Robert De Niro en la película El Toro Salvaje
El deporte que mejor le cae al cine es el boxeo, por tratarse de una batalla entre dos individuos, sin distracciones, violenta y breve

Los expertos atribuyen esto a que los elementos del béisbol se pueden desmontar como las piezas de un mecanismo. En el centro del aparato está la relación lanzador-bateador, pitcher-batter, que nuevamente es como el duelo a tiros en un Western.

En un tercer plano está el fútbol americano, caracterizado por los numerosos choques entre individuos, la poderosa personalidad del mariscal o quarterback, y la inevitable relación entre éste y el recibidor, que definirá el partido al finalizar la película.

Todos estos deportes se caracterizan por un combate, un enfrentamiento central, fotogénico, que proyecta un mensaje dramático simple y poderoso.

Esto explica también el éxito de una película como Gladiador: a fin de cuentas, el destino de Russell Crowe en esa historia no es muy diferente al de los boxeadores del cine negro norteamericano.

Tenis, fútbol y Carrozas de Fuego

El tenis, cuyo formato es el de un típico duelo, no ha dado buenas películas, tal vez por una carencia de tensión dramática en el ambiente que nutre a este deporte. ¿Se imaginan a Russell Crowe o Robert de Niro vestidos de blanco y con una raqueta en la mano?

En cuanto al fútbol, el deporte más popular del planeta, el panorama es desolador. Las buenas películas deberían contarse por docenas, pero la más conocida, Escape to Victory (1981, con Michael Caine, Pelé y Osvaldo Ardiles), fue recibida con frialdad o indiferencia en todos los mercados donde fue estrenada.

Afiche en inglés de la película Escape a la Victoria
"Escape a la Victoria" pasó sin penas ni gloria por las pantallas de todo el mundo.

Sean Macauley, un crítico de cine del Times de Londres, opina que el fútbol sólo ha dado una gran película, Das Wunder von Bern (El milagro de Berna, estrenada el año pasado), el relato del triunfo de Alemania en el mundial de 1954.

Pocos se han enterado fuera de Alemania, sin embargo, y su brillantez se debe en gran parte a un tratamiento muy similar al de Carrozas de Fuego (1981), la película sobre la delegación británica de atletismo a los juegos olímpicos de París en 1924.

Tanto la película alemana como la británica siguen las historias paralelas de varios individuos, que confluyen en la proeza final.
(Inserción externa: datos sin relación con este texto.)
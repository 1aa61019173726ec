pub mod create_task;
pub mod delete_task;
pub mod list_tasks;
pub mod update_task;
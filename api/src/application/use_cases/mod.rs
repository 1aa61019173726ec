pub mod auth;
pub mod tasks;
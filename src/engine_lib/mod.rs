// src/engine_lib/mod.rs

pub mod agent;
pub mod anchor;
pub mod camera;
pub mod controller;
pub mod player;
pub mod portal_system;
pub mod pose;
pub mod spawner;
pub mod trigger;
pub mod world;
pub mod world_switch;

pub use anchor::{Anchor, AnchorId, AnchorSet, WorldId};
pub use camera::Camera;
pub use pose::Pose;
pub use portal_system::PortalSystem;
impl Renderer {
    pub fn new(device: &wgpu::Device, sample_layout: &wgpu::BindGroupLayout) -> Self {
        let flat_shader = device.create_shader_module(wgpu::ShaderModuleDescriptor {
            label: Some("Flat Shader Module"),
            source: wgpu::ShaderSource::Wgsl(WGSL_SHADER_SOURCE.into()),
        });
        let surface_shader = device.create_shader_module(wgpu::ShaderModuleDescriptor {
            label: Some("Portal Surface Shader Module"),
            source: wgpu::ShaderSource::Wgsl(WGSL_SURFACE_SHADER_SOURCE.into()),
        });

        let screen_layout = device.create_bind_group_layout(&wgpu::BindGroupLayoutDescriptor {
            entries: &[wgpu::BindGroupLayoutEntry {
                binding: 0,
                visibility: wgpu::ShaderStages::VERTEX,
                ty: wgpu::BindingType::Buffer {
                    ty: wgpu::BufferBindingType::Uniform,
                    has_dynamic_offset: false,
                    min_binding_size: None,
                },
                count: None,
            }],
            label: Some("screen_dimensions_bind_group_layout"),
        });

        let flat_pipeline_layout = device.create_pipeline_layout(&wgpu::PipelineLayoutDescriptor {
            label: Some("Flat Pipeline Layout"),
            bind_group_layouts: &[&screen_layout],
            push_constant_ranges: &[],
        });
        let surface_pipeline_layout = device.create_pipeline_layout(&wgpu::PipelineLayoutDescriptor {
            label: Some("Portal Surface Pipeline Layout"),
            bind_group_layouts: &[&screen_layout, sample_layout],
            push_constant_ranges: &[],
        });

        Self {
            flat_shader,
            surface_shader,
            screen_layout,
            flat_pipeline_layout,
            surface_pipeline_layout,
            pipelines: HashMap::new(),
        }
    }

    fn create_pipeline(
        &self,
        device: &wgpu::Device,
        (color_format, depth_format): PipelineKey,
        surface: bool,
    ) -> wgpu::RenderPipeline {
        let (label, layout, module, buffers, blend) = if surface {
            (
                "Portal Surface Pipeline",
                &self.surface_pipeline_layout,
                &self.surface_shader,
                [SurfaceVertex::desc()],
                None,
            )
        } else {
            (
                "Flat Pipeline",
                &self.flat_pipeline_layout,
                &self.flat_shader,
                [Vertex::desc()],
                Some(wgpu::BlendState::ALPHA_BLENDING),
            )
        };

        device.create_render_pipeline(&wgpu::RenderPipelineDescriptor {
            label: Some(label),
            layout: Some(layout),
            vertex: wgpu::VertexState {
                module,
                entry_point: "vs_main",
                buffers: &buffers,
            },
            fragment: Some(wgpu::FragmentState {
                module,
                entry_point: "fs_main",
                targets: &[Some(wgpu::ColorTargetState {
                    format: color_format,
                    blend,
                    write_mask: wgpu::ColorWrites::ALL,
                })],
            }),
            primitive: wgpu::PrimitiveState {
                topology: wgpu::PrimitiveTopology::TriangleList,
                strip_index_format: None,
                front_face: wgpu::FrontFace::Ccw,
                cull_mode: None,
                polygon_mode: wgpu::PolygonMode::Fill,
                unclipped_depth: false,
                conservative: false,
            },
            depth_stencil: depth_format.map(|format| wgpu::DepthStencilState {
                format,
                depth_write_enabled: true,
                depth_compare: wgpu::CompareFunction::Less,
                stencil: wgpu::StencilState::default(),
                bias: wgpu::DepthBiasState::default(),
            }),
            multisample: wgpu::MultisampleState {
                count: 1,
                mask: !0,
                alpha_to_coverage_enabled: false,
            },
            multiview: None,
        })
    }

    fn ensure_pipelines(&mut self, device: &wgpu::Device, key: PipelineKey) {
        if self.pipelines.contains_key(&key) {
            return;
        }
        log::debug!("[Renderer] Building pipelines for {:?} / {:?}", key.0, key.1);
        let pipelines = PassPipelines {
            flat: self.create_pipeline(device, key, false),
            surface: self.create_pipeline(device, key, true),
        };
        self.pipelines.insert(key, pipelines);
    }

    /// Encodes one pass of `camera` into `target`: the quads its mask allows, then the
    /// portal surfaces.
    pub fn render_pass<'q>(
        &mut self,
        device: &wgpu::Device,
        encoder: &mut wgpu::CommandEncoder,
        target: &PassTarget,
        camera: &Camera,
        quads: impl IntoIterator<Item = &'q WorldQuad>,
        surfaces: &[SurfaceDraw],
        clear_color: wgpu::Color,
    ) {
        let width = target.width.max(1) as f32;
        let height = target.height.max(1) as f32;

        let mut flat_vertices: Vec<Vertex> = Vec::new();
        let mut flat_indices: Vec<u32> = Vec::new();
        let mut add_flat = |polygon: &[Projected], color: [f32; 4]| {
            let start = flat_vertices.len() as u32;
            flat_vertices.extend(polygon.iter().map(|(p, depth, _)| Vertex::new([p.x, p.y], *depth, color)));
            push_fan(&mut flat_indices, start, polygon.len() as u32);
        };

        for quad in quads {
            if !camera.visibility_mask.contains_layer(quad.layer) {
                continue;
            }
            let polygon = quad.corners.map(|corner| ClipVertex {
                p: camera.to_camera_space(corner),
                uv: Vec2::ZERO,
            });
            let projected = project_polygon(camera, &polygon, width, height);
            if !projected.is_empty() {
                add_flat(&projected, quad.color);
            }
        }

        let mut surface_vertices: Vec<SurfaceVertex> = Vec::new();
        let mut surface_indices: Vec<u32> = Vec::new();
        let mut surface_ranges: Vec<(Range<u32>, &wgpu::BindGroup)> = Vec::new();
        const QUAD_UVS: [Vec2; 4] = [Vec2::new(0.0, 0.0), Vec2::new(1.0, 0.0), Vec2::new(1.0, 1.0), Vec2::new(0.0, 1.0)];

        for surface in surfaces {
            let mut polygon = [ClipVertex { p: Vec3::ZERO, uv: Vec2::ZERO }; 4];
            for (slot, (corner, uv)) in polygon.iter_mut().zip(surface.corners.iter().zip(QUAD_UVS)) {
                *slot = ClipVertex {
                    p: camera.to_camera_space(*corner),
                    uv,
                };
            }
            let projected = project_polygon(camera, &polygon, width, height);
            if projected.is_empty() {
                continue;
            }
            match surface.texture {
                Some(bind_group) => {
                    let start = surface_vertices.len() as u32;
                    let first_index = surface_indices.len() as u32;
                    surface_vertices.extend(projected.iter().map(|(p, depth, uv)| {
                        let uv = if surface.screen_mapped { Vec2::new(p.x / width, p.y / height) } else { *uv };
                        SurfaceVertex::new([p.x, p.y], *depth, uv.to_array())
                    }));
                    push_fan(&mut surface_indices, start, projected.len() as u32);
                    surface_ranges.push((first_index..surface_indices.len() as u32, bind_group));
                }
                None => add_flat(&projected, surface.fallback_color),
            }
        }

        let screen_uniform_data = ScreenDimensionsUniform {
            width,
            height,
            _padding1: 0.0,
            _padding2: 0.0,
        };
        let screen_uniform_buffer = device.create_buffer_init(&wgpu::util::BufferInitDescriptor {
            label: Some("Screen Dimensions Uniform Buffer"),
            contents: bytemuck::bytes_of(&screen_uniform_data),
            usage: wgpu::BufferUsages::UNIFORM,
        });
        let screen_bind_group = device.create_bind_group(&wgpu::BindGroupDescriptor {
            layout: &self.screen_layout,
            entries: &[wgpu::BindGroupEntry {
                binding: 0,
                resource: screen_uniform_buffer.as_entire_binding(),
            }],
            label: Some("screen_dimensions_bind_group"),
        });

        let flat_buffers = (!flat_indices.is_empty()).then(|| {
            (
                device.create_buffer_init(&wgpu::util::BufferInitDescriptor {
                    label: Some("Flat Vertex Buffer"),
                    contents: bytemuck::cast_slice(&flat_vertices),
                    usage: wgpu::BufferUsages::VERTEX,
                }),
                device.create_buffer_init(&wgpu::util::BufferInitDescriptor {
                    label: Some("Flat Index Buffer"),
                    contents: bytemuck::cast_slice(&flat_indices),
                    usage: wgpu::BufferUsages::INDEX,
                }),
            )
        });
        let surface_buffers = (!surface_indices.is_empty()).then(|| {
            (
                device.create_buffer_init(&wgpu::util::BufferInitDescriptor {
                    label: Some("Portal Surface Vertex Buffer"),
                    contents: bytemuck::cast_slice(&surface_vertices),
                    usage: wgpu::BufferUsages::VERTEX,
                }),
                device.create_buffer_init(&wgpu::util::BufferInitDescriptor {
                    label: Some("Portal Surface Index Buffer"),
                    contents: bytemuck::cast_slice(&surface_indices),
                    usage: wgpu::BufferUsages::INDEX,
                }),
            )
        });

        let key = (target.color_format, target.depth.map(|(_, format)| format));
        self.ensure_pipelines(device, key);
        let Some(pipelines) = self.pipelines.get(&key) else {
            return;
        };

        let mut render_pass = encoder.begin_render_pass(&wgpu::RenderPassDescriptor {
            label: Some(target.label),
            color_attachments: &[Some(wgpu::RenderPassColorAttachment {
                view: target.color,
                resolve_target: None,
                ops: wgpu::Operations {
                    load: wgpu::LoadOp::Clear(clear_color),
                    store: wgpu::StoreOp::Store,
                },
            })],
            depth_stencil_attachment: target.depth.map(|(view, _)| wgpu::RenderPassDepthStencilAttachment {
                view,
                depth_ops: Some(wgpu::Operations {
                    load: wgpu::LoadOp::Clear(1.0),
                    store: wgpu::StoreOp::Store,
                }),
                stencil_ops: None,
            }),
            occlusion_query_set: None,
            timestamp_writes: None,
        });
        render_pass.set_bind_group(0, &screen_bind_group, &[]);

        if let Some((vertex_buffer, index_buffer)) = &flat_buffers {
            render_pass.set_pipeline(&pipelines.flat);
            render_pass.set_vertex_buffer(0, vertex_buffer.slice(..));
            render_pass.set_index_buffer(index_buffer.slice(..), wgpu::IndexFormat::Uint32);
            render_pass.draw_indexed(0..flat_indices.len() as u32, 0, 0..1);
        }

        if let Some((vertex_buffer, index_buffer)) = &surface_buffers {
            render_pass.set_pipeline(&pipelines.surface);
            render_pass.set_vertex_buffer(0, vertex_buffer.slice(..));
            render_pass.set_index_buffer(index_buffer.slice(..), wgpu::IndexFormat::Uint32);
            for (range, bind_group) in surface_ranges.iter() {
                render_pass.set_bind_group(1, *bind_group, &[]);
                render_pass.draw_indexed(range.clone(), 0, 0..1);
            }
        }
    }
}
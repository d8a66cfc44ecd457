// src/rendering_lib/mod.rs

pub mod gpu_targets;
pub mod portal_rig;
pub mod render_target;
pub mod renderer;
pub mod shader;
pub mod vertex;

pub use portal_rig::{PortalCameraRig, PoseMode, RigSet};
pub use render_target::{HeadlessTargetFactory, RenderTargetFactory};
pub use renderer::Renderer;
// tests/common/mod.rs
#![allow(dead_code)]

use std::collections::{BTreeSet, VecDeque};

use glam::{Quat, Vec3};
use worldgate::engine_lib::agent::Agent;
use worldgate::engine_lib::anchor::WorldId;
use worldgate::engine_lib::pose::Pose;
use worldgate::engine_lib::world_switch::{LoadMode, WorldLoaded, WorldLoader, WorldSwitchCoordinator};

/// Agent double that records every pose write.
#[derive(Debug)]
pub struct TestAgent {
    pub pose: Pose,
    pub probe_height: f32,
    pub tag: String,
    pub collision_enabled: bool,
    /// Pose written, and whether collision was active at the time.
    pub writes: Vec<(Pose, bool)>,
}

impl TestAgent {
    pub fn at(position: Vec3) -> Self {
        Self {
            pose: Pose::from_position(position),
            probe_height: 0.0,
            tag: "Player".to_string(),
            collision_enabled: true,
            writes: Vec::new(),
        }
    }

    pub fn tagged(mut self, tag: &str) -> Self {
        self.tag = tag.to_string();
        self
    }
}

impl Agent for TestAgent {
    fn pose(&self) -> Pose {
        self.pose
    }

    fn probe_point(&self) -> Vec3 {
        self.pose.position + Vec3::Y * self.probe_height
    }

    fn tag(&self) -> &str {
        &self.tag
    }

    fn set_collision_enabled(&mut self, enabled: bool) {
        self.collision_enabled = enabled;
    }

    fn write_pose(&mut self, pose: Pose) {
        self.writes.push((pose, self.collision_enabled));
        self.pose = pose;
    }
}

/// Loader double: requests are recorded and only complete when the test says so.
#[derive(Debug, Default)]
pub struct ManualLoader {
    pub current: Option<WorldId>,
    pub loaded: BTreeSet<WorldId>,
    pub requests: Vec<(WorldId, LoadMode)>,
    outstanding: VecDeque<(WorldId, LoadMode)>,
    ready: VecDeque<WorldLoaded>,
}

impl ManualLoader {
    pub fn starting_in(world: WorldId) -> Self {
        Self {
            current: Some(world),
            loaded: BTreeSet::from([world]),
            ..Self::default()
        }
    }

    /// Completes every outstanding request, in order.
    pub fn finish_all(&mut self) {
        while let Some((world, mode)) = self.outstanding.pop_front() {
            if mode == LoadMode::Single {
                self.loaded.clear();
                self.current = Some(world);
            }
            self.loaded.insert(world);
            self.ready.push_back(WorldLoaded { world, mode });
        }
    }
}

impl WorldLoader for ManualLoader {
    fn load_world(&mut self, world: WorldId, mode: LoadMode) {
        self.requests.push((world, mode));
        self.outstanding.push_back((world, mode));
    }

    fn current_world_id(&self) -> Option<WorldId> {
        self.current
    }

    fn is_loaded(&self, world: WorldId) -> bool {
        self.loaded.contains(&world)
    }

    fn poll_loaded(&mut self) -> Option<WorldLoaded> {
        self.ready.pop_front()
    }
}

/// Finishes all loads and delivers the notifications to `coordinator`, like a frame would.
pub fn complete_loads(coordinator: &mut WorldSwitchCoordinator, loader: &mut ManualLoader) {
    loop {
        loader.finish_all();
        let Some(loaded) = loader.poll_loaded() else {
            break;
        };
        coordinator.on_world_loaded(loaded, loader);
    }
}

pub fn yawed(position: Vec3, yaw: f32) -> Pose {
    Pose::new(position, Quat::from_rotation_y(yaw))
}
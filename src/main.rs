// src/main.rs

mod app;
mod ui;

use winit::{
    event::{Event, WindowEvent},
    event_loop::{ControlFlow, EventLoopWindowTarget, EventLoop},
    window::WindowBuilder,
};
use app::PortalApp;
use worldgate::config::PortalConfig;

const CONFIG_PATH: &str = "assets/portals.ron";

#[cfg_attr(target_arch = "wasm32", wasm_bindgen(start))]
pub async fn run() {
    cfg_if::cfg_if! {
        if #[cfg(target_arch = "wasm32")] {
            std::panic::set_hook(Box::new(console_error_panic_hook::hook));
            console_log::init_with_level(log::Level::Warn).expect("Couldn't initialize logger");
        } else {
            env_logger::init();
        }
    }

    // First argument overrides the config path.
    let config_path = std::env::args().nth(1).unwrap_or_else(|| CONFIG_PATH.to_string());
    let portal_config = PortalConfig::load_or_default(&config_path);
    log::debug!("Portal config: {:?}", portal_config);

    let event_loop = EventLoop::new().expect("Couldn't create event loop");
    let window = std::sync::Arc::new(
        WindowBuilder::new()
            .with_title("Worldgate")
            .with_inner_size(winit::dpi::LogicalSize::new(1024, 768))
            .build(&event_loop)
            .expect("Couldn't create window"),
    );

    #[cfg(target_arch = "wasm32")]
    {
        use winit::platform::web::WindowExtWebSys;
        web_sys::window()
            .and_then(|win| win.document())
            .and_then(|doc| {
                let dst = doc.get_element_by_id("wasm-viewport")?;
                let canvas = web_sys::Element::from(window.canvas()?);
                dst.append_child(&canvas).ok()?;
                Some(())
            })
            .expect("Couldn't append canvas to document body.");
    }

    let mut app_state = PortalApp::new(window.clone(), portal_config).await;
    let mut last_time = std::time::Instant::now();

    let result = event_loop.run(move |event, target: &EventLoopWindowTarget<()>| {
        target.set_control_flow(ControlFlow::Poll);

        match event {
            Event::WindowEvent {
                ref event,
                window_id,
            } if window_id == window.id() => {
                if !app_state.handle_window_event(event, &window) {
                    match event {
                        WindowEvent::CloseRequested => {
                            target.exit();
                        }
                        WindowEvent::Resized(physical_size) => {
                            app_state.resize(*physical_size);
                        }
                        WindowEvent::Focused(is_focused) => {
                            app_state.set_focused(*is_focused);
                        }
                        _ => {}
                    }
                }
            }
            Event::DeviceEvent { event: device_event, .. } => {
                app_state.handle_device_event(&device_event, &window);
            }
            Event::AboutToWait => {
                let now = std::time::Instant::now();
                let dt = (now - last_time).as_secs_f32().min(0.1);
                last_time = now;

                app_state.update(dt);
                match app_state.render(&window) {
                    Ok(_) => {}
                    Err(wgpu::SurfaceError::Lost | wgpu::SurfaceError::Outdated) => {
                        app_state.resize(app_state.get_size());
                    }
                    Err(wgpu::SurfaceError::OutOfMemory) => {
                        log::error!("WGPU Out Of Memory! Exiting.");
                        target.exit();
                    }
                    Err(e) => log::warn!("Surface error: {:?}", e),
                }

                if !target.exiting() {
                    window.request_redraw();
                }
            }
            Event::LoopExiting => {
                app_state.shutdown();
            }
            _ => {}
        }
    });
    if let Err(err) = result {
        log::error!("Event loop error: {}", err);
    }
}

#[tokio::main]
async fn main() {
    run().await;
}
En ambos casos se trata de empresas nacionales, heroicas, en un tiempo ya lejano, lo cual les da un aura de epopeya que un relato contemporáneo no tendría.

Los guionistas y directores saben que para triunfar con una película sobre fútbol deberán contar con una historia a prueba de fuego y grandes intérpretes, porque el aporte del fútbol no resulta tan determinante como muchos suponen a primera vista.

Cuestión de espacio

Una de las razones es el carácter colectivo y la unidad de acción del fútbol. Los televidentes que sólo ven los goles en los noticieros siempre protestan porque "se han dejado la mejor parte en la lata".

David Beckham y Zinedine Zidane
Beckham y Zidane también participarán en la película.

Los directores de televisión, acosados por el tiempo, creen (o pretenden creer) que un gol es la pelota cruzando la línea de meta. Cualquier aficionado al fútbol sabe que es mucho más, que es algo que comienza 30, 60, o 120 segundos antes.

Esto es así porque para saborear el juego no basta con ver al futbolista y a la pelota. También se necesita un espacio, en los dos sentidos de la palabra: espacio como distancia entre dos puntos y espacio como transcurso del tiempo entre dos hechos.

No es fácil, no.

Por suerte, los productores han elegido a un actor que entiende de fútbol. Si Luna hasta sabe jugar, aunque en las escenas de acción será doblado por el portugués Hugo Viana.

Ahora bien. Cabe preguntarse qué actor doblará fuera de la cancha a David Beckham.

Jude Law sería la elección obvia. Pero seamos audaces. ¿Por qué no Will Smith?